**Aim of the exercise**
Exactly how many lines in the entries contain "HttpResponse"? Give that number alone.

**Task data**
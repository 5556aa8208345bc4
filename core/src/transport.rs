//! The I/O seam between the executor and the network.
//!
//! `RequestExecutor` hands a fully built `HttpRequest` to a `Transport` and
//! gets back whatever the server said, as data. Status interpretation stays in
//! the executor, so a transport must return 4xx/5xx responses as `Ok`, and
//! only report `RequestError::Network` when no response arrived. A request
//! that cannot even be built is `RequestError::InvalidRequest`.

use async_trait::async_trait;

use crate::error::RequestError;
use crate::http::{HttpMethod, HttpRequest, HttpResponse};

#[async_trait]
pub trait Transport: Send + Sync {
    async fn send(&self, request: HttpRequest) -> Result<HttpResponse, RequestError>;
}

impl From<HttpMethod> for reqwest::Method {
    fn from(method: HttpMethod) -> Self {
        match method {
            HttpMethod::Get => reqwest::Method::GET,
            HttpMethod::Post => reqwest::Method::POST,
            HttpMethod::Put => reqwest::Method::PUT,
            HttpMethod::Delete => reqwest::Method::DELETE,
        }
    }
}

/// `Transport` backed by a shared `reqwest::Client`.
#[derive(Debug, Clone, Default)]
pub struct ReqwestTransport {
    client: reqwest::Client,
}

impl ReqwestTransport {
    pub fn new() -> Self {
        Self::default()
    }

    pub fn with_client(client: reqwest::Client) -> Self {
        Self { client }
    }
}

#[async_trait]
impl Transport for ReqwestTransport {
    async fn send(&self, request: HttpRequest) -> Result<HttpResponse, RequestError> {
        let mut builder = self.client.request(request.method.into(), &request.path);
        for (key, value) in &request.headers {
            builder = builder.header(key.as_str(), value.as_str());
        }
        if let Some(body) = request.body {
            builder = builder.body(body);
        }

        let response = builder.send().await.map_err(send_error)?;

        let status = response.status().as_u16();
        let headers = response
            .headers()
            .iter()
            .filter_map(|(key, value)| {
                value
                    .to_str()
                    .ok()
                    .map(|value| (key.as_str().to_string(), value.to_string()))
            })
            .collect();
        let body = response.text().await.map_err(send_error)?;

        Ok(HttpResponse {
            status,
            headers,
            body,
        })
    }
}

fn send_error(error: reqwest::Error) -> RequestError {
    if error.is_builder() {
        RequestError::InvalidRequest(error.to_string())
    } else {
        RequestError::Network(error.to_string())
    }
}
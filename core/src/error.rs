//! Error types for request execution.
//!
//! # Design
//! Every failure a request can produce lands in one of five variants. The
//! `Display` output doubles as the human-readable message that state
//! containers store in their `error` field, so `Http` renders its status code
//! into the message and callers that only see the string can still recover
//! it.

use thiserror::Error;

/// Errors returned by `RequestExecutor::execute` and everything built on it.
#[derive(Debug, Clone, PartialEq, Eq, Error)]
pub enum RequestError {
    /// No response was received: connection refused, DNS failure, reset.
    #[error("network error: {0}")]
    Network(String),

    /// A response arrived with a status outside 200-299.
    #[error("{message}")]
    Http { status: u16, message: String },

    /// The response body was not valid JSON, or did not match the expected type.
    #[error("parse error: {0}")]
    Parse(String),

    /// The request could not be built, e.g. an invalid URL or header. Nothing
    /// was sent.
    #[error("invalid request: {0}")]
    InvalidRequest(String),

    /// The request payload could not be serialized to JSON.
    #[error("serialization failed: {0}")]
    Serialization(String),
}

impl RequestError {
    pub fn http(status: u16) -> Self {
        RequestError::Http {
            status,
            message: format!("HTTP error! status: {status}"),
        }
    }

    /// The HTTP status code, when the server answered at all.
    pub fn status(&self) -> Option<u16> {
        match self {
            RequestError::Http { status, .. } => Some(*status),
            _ => None,
        }
    }

    pub fn is_not_found(&self) -> bool {
        self.status() == Some(404)
    }
}
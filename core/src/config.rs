//! Per-request configuration and client-wide settings.

use serde::Serialize;
use serde_json::Value;

use crate::error::RequestError;
use crate::http::HttpMethod;

pub const DEFAULT_BASE_URL: &str = "http://127.0.0.1:3000";
pub const BASE_URL_ENV: &str = "FETCH_BASE_URL";

/// How a single request is issued.
///
/// `auto_fetch` only matters to `FetchController`; the executor ignores it.
#[derive(Debug, Clone, PartialEq)]
pub struct RequestConfig {
    pub method: HttpMethod,
    pub headers: Vec<(String, String)>,
    pub body: Option<Value>,
    pub auto_fetch: bool,
}

impl Default for RequestConfig {
    fn default() -> Self {
        Self {
            method: HttpMethod::Get,
            headers: Vec::new(),
            body: None,
            auto_fetch: true,
        }
    }
}

impl RequestConfig {
    pub fn new(method: HttpMethod) -> Self {
        Self {
            method,
            ..Self::default()
        }
    }

    pub fn header(mut self, key: impl Into<String>, value: impl Into<String>) -> Self {
        self.headers.push((key.into(), value.into()));
        self
    }

    pub fn body(mut self, body: Value) -> Self {
        self.body = Some(body);
        self
    }

    /// Serialize `payload` into the request body.
    pub fn json<P: Serialize + ?Sized>(self, payload: &P) -> Result<Self, RequestError> {
        let body = serde_json::to_value(payload)
            .map_err(|e| RequestError::Serialization(e.to_string()))?;
        Ok(self.body(body))
    }

    pub fn auto_fetch(mut self, enabled: bool) -> Self {
        self.auto_fetch = enabled;
        self
    }
}

/// Settings shared by every request an `ApiClient` makes.
#[derive(Debug, Clone, PartialEq, Eq)]
pub struct ClientSettings {
    pub base_url: String,
    pub default_headers: Vec<(String, String)>,
}

impl Default for ClientSettings {
    fn default() -> Self {
        Self {
            base_url: DEFAULT_BASE_URL.to_string(),
            default_headers: vec![("Content-Type".to_string(), "application/json".to_string())],
        }
    }
}

impl ClientSettings {
    pub fn from_env() -> Self {
        Self::from_lookup(|key| std::env::var(key).ok())
    }

    /// Defaults, then overrides from `lookup`. Blank values are ignored.
    pub fn from_lookup(lookup: impl Fn(&str) -> Option<String>) -> Self {
        let mut settings = Self::default();
        if let Some(url) = lookup(BASE_URL_ENV).filter(|v| !v.trim().is_empty()) {
            settings.base_url = url.trim().to_string();
        }
        settings
    }
}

**Solution below**
4